South Carolina’s governor, Henry McMaster, ordered the evacuation of his state’s entire coastline from Monday at noon.
Though Avila said later that “the official track forecast does not show landfall”, the forecaster added that “a small deviation to the left of the track could bring the intense core of the hurricane its dangerous winds closer to or on to the Florida coast”.
In Florida, some observers likened life at the mercy of the slow but unpredictable storm to being stalked by a turtle.
“Since Dorian is forecast to slow down and turn northward as it approaches the coast,” Richard Pasch, senior adviser at the NGC, wrote in a morning advisory, “life-threatening storm surge and and dangerous hurricane-force winds are still possible along portions of the Florida east coast by the middle part of this week.
“There is an increasing risk of string winds and dangerous storm surge along the coasts of Georgia, South Carolina and North Carolina later this week.”
Trump sowed confusion earlier when he said incorrectly that Alabama would be hit by the storm, forcing the National Weather Service to issue an update. He later repeated the mistake at a press conference.
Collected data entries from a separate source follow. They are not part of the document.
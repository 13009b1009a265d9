use std::path::{Path, PathBuf};

/// Settings that persist across sessions.
#[derive(Clone, Debug, PartialEq)]
pub struct Settings {
    /// Maximum number of undo steps per project
    pub max_undo_steps: usize,
    /// History memory cap in megabytes (0 = unlimited)
    pub max_history_mb: usize,
    /// Rhai operation budget per script run
    pub script_max_operations: u64,
    /// Write the session log file
    pub log_to_file: bool,
}

impl Default for Settings {
    fn default() -> Self {
        Self {
            max_undo_steps: 50,
            max_history_mb: 64,
            script_max_operations: 1_000_000,
            log_to_file: true,
        }
    }
}

impl Settings {
    /// Path to the settings file.
    /// On Linux:   ~/.config/layerdoc/layerdoc_settings.cfg  (XDG_CONFIG_HOME respected)
    /// On Windows: %APPDATA%\LayerDoc\layerdoc_settings.cfg
    /// On macOS:   ~/Library/Application Support/LayerDoc/layerdoc_settings.cfg
    /// Fallback:   same directory as the executable.
    pub fn settings_path() -> Option<PathBuf> {
        #[cfg(target_os = "linux")]
        {
            let config_dir = std::env::var("XDG_CONFIG_HOME")
                .map(PathBuf::from)
                .unwrap_or_else(|_| {
                    let home = std::env::var("HOME").unwrap_or_else(|_| "~".to_string());
                    PathBuf::from(home).join(".config")
                })
                .join("layerdoc");
            return Some(config_dir.join("layerdoc_settings.cfg"));
        }
        #[cfg(target_os = "windows")]
        {
            let appdata = std::env::var("APPDATA").or_else(|_| std::env::var("USERPROFILE")).ok()?;
            return Some(PathBuf::from(appdata).join("LayerDoc").join("layerdoc_settings.cfg"));
        }
        #[cfg(target_os = "macos")]
        {
            let home = std::env::var("HOME").unwrap_or_else(|_| "~".to_string());
            return Some(
                PathBuf::from(home)
                    .join("Library")
                    .join("Application Support")
                    .join("LayerDoc")
                    .join("layerdoc_settings.cfg"),
            );
        }
        #[cfg(not(any(target_os = "linux", target_os = "windows", target_os = "macos")))]
        {
            std::env::current_exe().ok().and_then(|p| p.parent().map(|d| d.join("layerdoc_settings.cfg")))
        }
    }

    /// History memory cap in bytes, `None` when unlimited.
    pub fn history_memory_limit(&self) -> Option<usize> {
        match self.max_history_mb {
            0 => None,
            mb => Some(mb * 1024 * 1024),
        }
    }

    pub fn to_config_string(&self) -> String {
        format!(
            "max_undo_steps={}\n\
             max_history_mb={}\n\
             script_max_operations={}\n\
             log_to_file={}\n",
            self.max_undo_steps, self.max_history_mb, self.script_max_operations, self.log_to_file,
        )
    }

    /// Parse `key=value` lines over the defaults. Unknown keys and malformed
    /// values are skipped.
    pub fn parse(content: &str) -> Self {
        let mut s = Self::default();
        for line in content.lines() {
            let line = line.trim();
            if line.starts_with('#') {
                continue;
            }
            let Some((key, val)) = line.split_once('=') else { continue };
            let val = val.trim();
            match key.trim() {
                "max_undo_steps" => {
                    if let Ok(v) = val.parse() {
                        s.max_undo_steps = v;
                    }
                }
                "max_history_mb" => {
                    if let Ok(v) = val.parse() {
                        s.max_history_mb = v;
                    }
                }
                "script_max_operations" => {
                    if let Ok(v) = val.parse() {
                        s.script_max_operations = v;
                    }
                }
                "log_to_file" => {
                    s.log_to_file = val == "true";
                }
                _ => {}
            }
        }
        s
    }

    /// Save settings to disk
    pub fn save(&self) -> std::io::Result<()> {
        let Some(path) = Self::settings_path() else { return Ok(()) };
        self.save_to(&path)
    }

    pub fn save_to(&self, path: &Path) -> std::io::Result<()> {
        if let Some(dir) = path.parent() {
            std::fs::create_dir_all(dir)?;
        }
        std::fs::write(path, self.to_config_string())
    }

    /// Load settings from disk (returns default if file missing or unreadable)
    pub fn load() -> Self {
        let Some(path) = Self::settings_path() else { return Self::default() };
        Self::load_from(&path)
    }

    pub fn load_from(path: &Path) -> Self {
        let Ok(content) = std::fs::read_to_string(path) else { return Self::default() };
        Self::parse(&content)
    }

    /// Write the defaults on first run so there is a file to edit.
    pub fn ensure_file(&self) -> std::io::Result<()> {
        match Self::settings_path() {
            Some(path) if !path.exists() => self.save(),
            _ => Ok(()),
        }
    }
}

#[cfg(test)]
mod tests {
    use super::*;

    #[test]
    fn empty_content_gives_defaults() {
        assert_eq!(Settings::parse(""), Settings::default());
    }

    #[test]
    fn known_keys_override_and_junk_is_skipped() {
        let s = Settings::parse(
            "# comment\nmax_undo_steps = 12\nmax_history_mb=0\nscript_max_operations=abc\nnonsense\nlog_to_file=false\ncolour=blue\n",
        );
        assert_eq!(s.max_undo_steps, 12);
        assert_eq!(s.history_memory_limit(), None);
        assert_eq!(s.script_max_operations, 1_000_000);
        assert!(!s.log_to_file);
    }

    #[test]
    fn config_string_parses_back() {
        let s = Settings {
            max_undo_steps: 7,
            max_history_mb: 3,
            script_max_operations: 42,
            log_to_file: false,
        };
        assert_eq!(Settings::parse(&s.to_config_string()), s);
        assert_eq!(s.history_memory_limit(), Some(3 * 1024 * 1024));
    }

    #[test]
    fn saved_file_loads_back() {
        let dir = tempfile::TempDir::new().unwrap();
        let path = dir.path().join("nested").join("layerdoc_settings.cfg");
        assert_eq!(Settings::load_from(&path), Settings::default());

        let s = Settings {
            max_undo_steps: 9,
            ..Settings::default()
        };
        s.save_to(&path).unwrap();
        assert_eq!(Settings::load_from(&path), s);
    }
}
use std::process::ExitCode;

use clap::Parser;

use layerdoc::cli::{self, CliArgs};
use layerdoc::{log_warn, logger};
use layerdoc::settings::Settings;

fn main() -> ExitCode {
    let settings = Settings::load();
    if settings.log_to_file {
        logger::init();
    }
    if let Err(e) = settings.ensure_file() {
        log_warn!("Could not write default settings: {}", e);
    }

    let args = CliArgs::parse();
    cli::run(args, &settings)
}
He also repeated his claim that he was not sure he had “ever even heard of a category 5” hurricane.
Palm Beach officials have announced evacuation orders for coastal areas and mobile homes and said shelters were being opened because of the risk of a closer brush with Dorian than had been predicted. Counties further north, including Martin and Brevard, began evacuations on Saturday.
The increasing strength of the storm makes this the fourth consecutive year that at least one Atlantic cyclone has reached category 5, according to the NHC. Hurricane Matthew in 2016 followed a similar offshore track to Dorian’s expected path yet still caused hundreds of billions of dollars in damage and 47 deaths in the US from wind, storm surge and significant inland flooding.
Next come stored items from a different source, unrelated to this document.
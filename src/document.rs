use std::fmt;

use serde::{Deserialize, Serialize};

// ============================================================================
// IDENTIFIERS & GEOMETRY
// ============================================================================

/// Opaque identifier for layers and drawable objects.
///
/// Freshly created entities get their id from an
/// [`IdGenerator`](crate::ids::IdGenerator); recalled snapshots keep theirs.
#[derive(Clone, Debug, PartialEq, Eq, Hash, PartialOrd, Ord, Serialize, Deserialize)]
pub struct EntityId(String);

impl EntityId {
    pub fn new(raw: impl Into<String>) -> Self {
        Self(raw.into())
    }

    pub fn as_str(&self) -> &str {
        &self.0
    }
}

impl fmt::Display for EntityId {
    fn fmt(&self, f: &mut fmt::Formatter<'_>) -> fmt::Result {
        f.write_str(&self.0)
    }
}

impl From<&str> for EntityId {
    fn from(raw: &str) -> Self {
        Self(raw.to_string())
    }
}

#[derive(Clone, Copy, Debug, Default, PartialEq, Serialize, Deserialize)]
pub struct Coordinate {
    pub x: f64,
    pub y: f64,
}

impl Coordinate {
    pub const ORIGIN: Coordinate = Coordinate { x: 0.0, y: 0.0 };

    pub fn new(x: f64, y: f64) -> Self {
        Self { x, y }
    }

    /// Both axes rounded with [`round_half_up`].
    pub fn rounded(self) -> Self {
        Self {
            x: round_half_up(self.x),
            y: round_half_up(self.y),
        }
    }
}

#[derive(Clone, Copy, Debug, Default, PartialEq, Serialize, Deserialize)]
pub struct Rect {
    pub x: f64,
    pub y: f64,
    pub width: f64,
    pub height: f64,
}

/// Round to the nearest integer, halves going toward positive infinity
/// (`2.5 -> 3`, `-2.5 -> -2`).
pub fn round_half_up(v: f64) -> f64 {
    // `(v + 0.5).floor()` is off by one where the addition itself rounds.
    let r = v.floor();
    if v - r >= 0.5 { r + 1.0 } else { r }
}

#[derive(Clone, Copy, Debug, PartialEq, Eq, Serialize, Deserialize)]
pub struct Color {
    pub r: u8,
    pub g: u8,
    pub b: u8,
    pub a: u8,
}

impl Color {
    pub const BLACK: Color = Color { r: 0, g: 0, b: 0, a: 255 };

    pub fn rgba(r: u8, g: u8, b: u8, a: u8) -> Self {
        Self { r, g, b, a }
    }
}

impl Default for Color {
    fn default() -> Self {
        Self::BLACK
    }
}

// ============================================================================
// IMAGE REFERENCES
// ============================================================================

/// An externally owned image resource with known dimensions.
#[derive(Clone, Debug, PartialEq, Serialize, Deserialize)]
pub struct ImageDescriptor {
    pub name: String,
    pub width: u32,
    pub height: u32,
}

impl ImageDescriptor {
    pub fn new(name: impl Into<String>, width: u32, height: u32) -> Self {
        Self {
            name: name.into(),
            width,
            height,
        }
    }
}

/// A generated image waiting in the staging area, with its offset from the
/// generation bounding box.
#[derive(Clone, Debug, PartialEq, Serialize, Deserialize)]
pub struct StagingAreaImage {
    pub image: ImageDescriptor,
    pub offset_x: f64,
    pub offset_y: f64,
}

// ============================================================================
// DRAWABLE OBJECTS
// ============================================================================

#[derive(Clone, Debug, PartialEq, Serialize, Deserialize)]
pub struct BrushLine {
    pub id: EntityId,
    /// Flat `x0, y0, x1, y1, ...` list.
    pub points: Vec<f64>,
    pub stroke_width: f64,
    pub color: Color,
}

#[derive(Clone, Debug, PartialEq, Serialize, Deserialize)]
pub struct EraserLine {
    pub id: EntityId,
    /// Flat `x0, y0, x1, y1, ...` list.
    pub points: Vec<f64>,
    pub stroke_width: f64,
}

#[derive(Clone, Debug, PartialEq, Serialize, Deserialize)]
pub struct RectShape {
    pub id: EntityId,
    pub x: f64,
    pub y: f64,
    pub width: f64,
    pub height: f64,
    pub color: Color,
}

#[derive(Clone, Debug, PartialEq, Serialize, Deserialize)]
pub struct ImageObject {
    pub id: EntityId,
    pub image: ImageDescriptor,
    pub x: f64,
    pub y: f64,
    pub width: f64,
    pub height: f64,
}

impl ImageObject {
    /// Build an image object for `layer_id`, anchored at the origin and sized
    /// to the source image.
    pub fn from_descriptor(layer_id: &EntityId, object_id: &EntityId, image: &ImageDescriptor) -> Self {
        Self {
            id: EntityId::new(format!("{}_image_{}", layer_id, object_id)),
            image: image.clone(),
            x: 0.0,
            y: 0.0,
            width: f64::from(image.width),
            height: f64::from(image.height),
        }
    }
}

/// One visual primitive inside a layer. Vector order is paint order.
#[derive(Clone, Debug, PartialEq, Serialize, Deserialize)]
pub enum DrawableObject {
    BrushLine(BrushLine),
    EraserLine(EraserLine),
    RectShape(RectShape),
    Image(ImageObject),
}

impl DrawableObject {
    pub fn id(&self) -> &EntityId {
        match self {
            DrawableObject::BrushLine(line) => &line.id,
            DrawableObject::EraserLine(line) => &line.id,
            DrawableObject::RectShape(rect) => &rect.id,
            DrawableObject::Image(image) => &image.id,
        }
    }

    pub fn kind_name(&self) -> &'static str {
        match self {
            DrawableObject::BrushLine(_) => "brush_line",
            DrawableObject::EraserLine(_) => "eraser_line",
            DrawableObject::RectShape(_) => "rect_shape",
            DrawableObject::Image(_) => "image",
        }
    }

    /// Multiply every geometric value by `factor`, rounding each result.
    pub fn scale(&mut self, factor: f64) {
        let s = |v: f64| round_half_up(v * factor);
        match self {
            DrawableObject::BrushLine(BrushLine { points, stroke_width, .. })
            | DrawableObject::EraserLine(EraserLine { points, stroke_width, .. }) => {
                for p in points.iter_mut() {
                    *p = s(*p);
                }
                *stroke_width = s(*stroke_width);
            }
            DrawableObject::RectShape(RectShape { x, y, width, height, .. })
            | DrawableObject::Image(ImageObject { x, y, width, height, .. }) => {
                *x = s(*x);
                *y = s(*y);
                *width = s(*width);
                *height = s(*height);
            }
        }
    }
}

// ============================================================================
// LAYERS & DOCUMENT
// ============================================================================

#[derive(Clone, Debug, PartialEq, Serialize, Deserialize)]
pub struct Layer {
    pub id: EntityId,
    pub is_enabled: bool,
    pub objects: Vec<DrawableObject>,
    pub opacity: f64,
    pub position: Coordinate,
}

impl Layer {
    /// An enabled, empty, fully opaque layer at the origin.
    pub fn new(id: EntityId) -> Self {
        Self {
            id,
            is_enabled: true,
            objects: Vec::new(),
            opacity: 1.0,
            position: Coordinate::ORIGIN,
        }
    }
}

#[derive(Clone, Copy, Debug, PartialEq, Eq, Serialize, Deserialize)]
pub enum EntityKind {
    Layer,
    ControlAdapter,
    RegionalGuidance,
    InpaintMask,
}

impl EntityKind {
    pub fn name(&self) -> &'static str {
        match self {
            EntityKind::Layer => "layer",
            EntityKind::ControlAdapter => "control_adapter",
            EntityKind::RegionalGuidance => "regional_guidance",
            EntityKind::InpaintMask => "inpaint_mask",
        }
    }
}

#[derive(Clone, Debug, PartialEq, Serialize, Deserialize)]
pub struct SelectedEntity {
    pub kind: EntityKind,
    pub id: EntityId,
}

impl SelectedEntity {
    pub fn layer(id: EntityId) -> Self {
        Self {
            kind: EntityKind::Layer,
            id,
        }
    }
}

/// The full editable document: layers back-to-front, the cached composite
/// render, and the current selection.
#[derive(Clone, Debug, Default, PartialEq, Serialize, Deserialize)]
pub struct Document {
    pub layers: Vec<Layer>,
    /// Memoized composite of all layers. Cleared by every layer mutation.
    pub image_cache: Option<ImageDescriptor>,
    pub selected_entity: Option<SelectedEntity>,
}

impl Document {
    pub fn new() -> Self {
        Self::default()
    }

    pub fn layer(&self, id: &EntityId) -> Option<&Layer> {
        self.layers.iter().find(|l| &l.id == id)
    }

    pub fn layer_mut(&mut self, id: &EntityId) -> Option<&mut Layer> {
        self.layers.iter_mut().find(|l| &l.id == id)
    }

    pub fn layer_index(&self, id: &EntityId) -> Option<usize> {
        self.layers.iter().position(|l| &l.id == id)
    }

    pub fn contains_layer(&self, id: &EntityId) -> bool {
        self.layer_index(id).is_some()
    }

    pub fn invalidate_cache(&mut self) {
        self.image_cache = None;
    }

    pub fn selected_layer(&self) -> Option<&Layer> {
        match &self.selected_entity {
            Some(SelectedEntity { kind: EntityKind::Layer, id }) => self.layer(id),
            _ => None,
        }
    }

    /// Layer table for terminal output: one line per layer, front-most
    /// first, each followed by its objects, then the selection.
    pub fn summary_lines(&self) -> Vec<String> {
        let selected = self.selected_layer().map(|l| &l.id);
        let mut lines = Vec::new();
        for l in self.layers.iter().rev() {
            let marker = if selected == Some(&l.id) { '*' } else { ' ' };
            lines.push(format!(
                "{} {}  {}  opacity {:.2}  at ({}, {})  {} object(s)",
                marker,
                l.id,
                if l.is_enabled { "on " } else { "off" },
                l.opacity,
                l.position.x,
                l.position.y,
                l.objects.len()
            ));
            for obj in &l.objects {
                lines.push(format!("      {} {}", obj.kind_name(), obj.id()));
            }
        }
        lines.push(match &self.selected_entity {
            Some(sel) => format!("selected: {} {}", sel.kind.name(), sel.id),
            None => "selected: none".to_string(),
        });
        lines
    }
}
In 2017 Irma and Maria tore through the Caribbean, the latter blamed for more than 3,000 deaths in Puerto Rico, and last year Hurricane Michael wrecked areas of the Florida Panhandle that are still struggling to recover.
Kevin McAleenan, the acting secretary of homeland security, told ABC’s This Week the president would lead “really a whole of government effort, and the president is going to make sure that we’re on the same page, that we’re tracking this, and that we’re going to be ready”.
The Trump administration recently ordered a transfer of funds from the Federal Emergency Management Agency (Fema), which has been criticised for its reaction to recent hurricanes, particularly in Puerto Rico.
Kevin McAleenan, the acting secretary of homeland security, said no funds had yet been transferred but insisted that “any potential transfers will not impact our ability to respond to this storm or any other storms in the rest of the hurricane season”.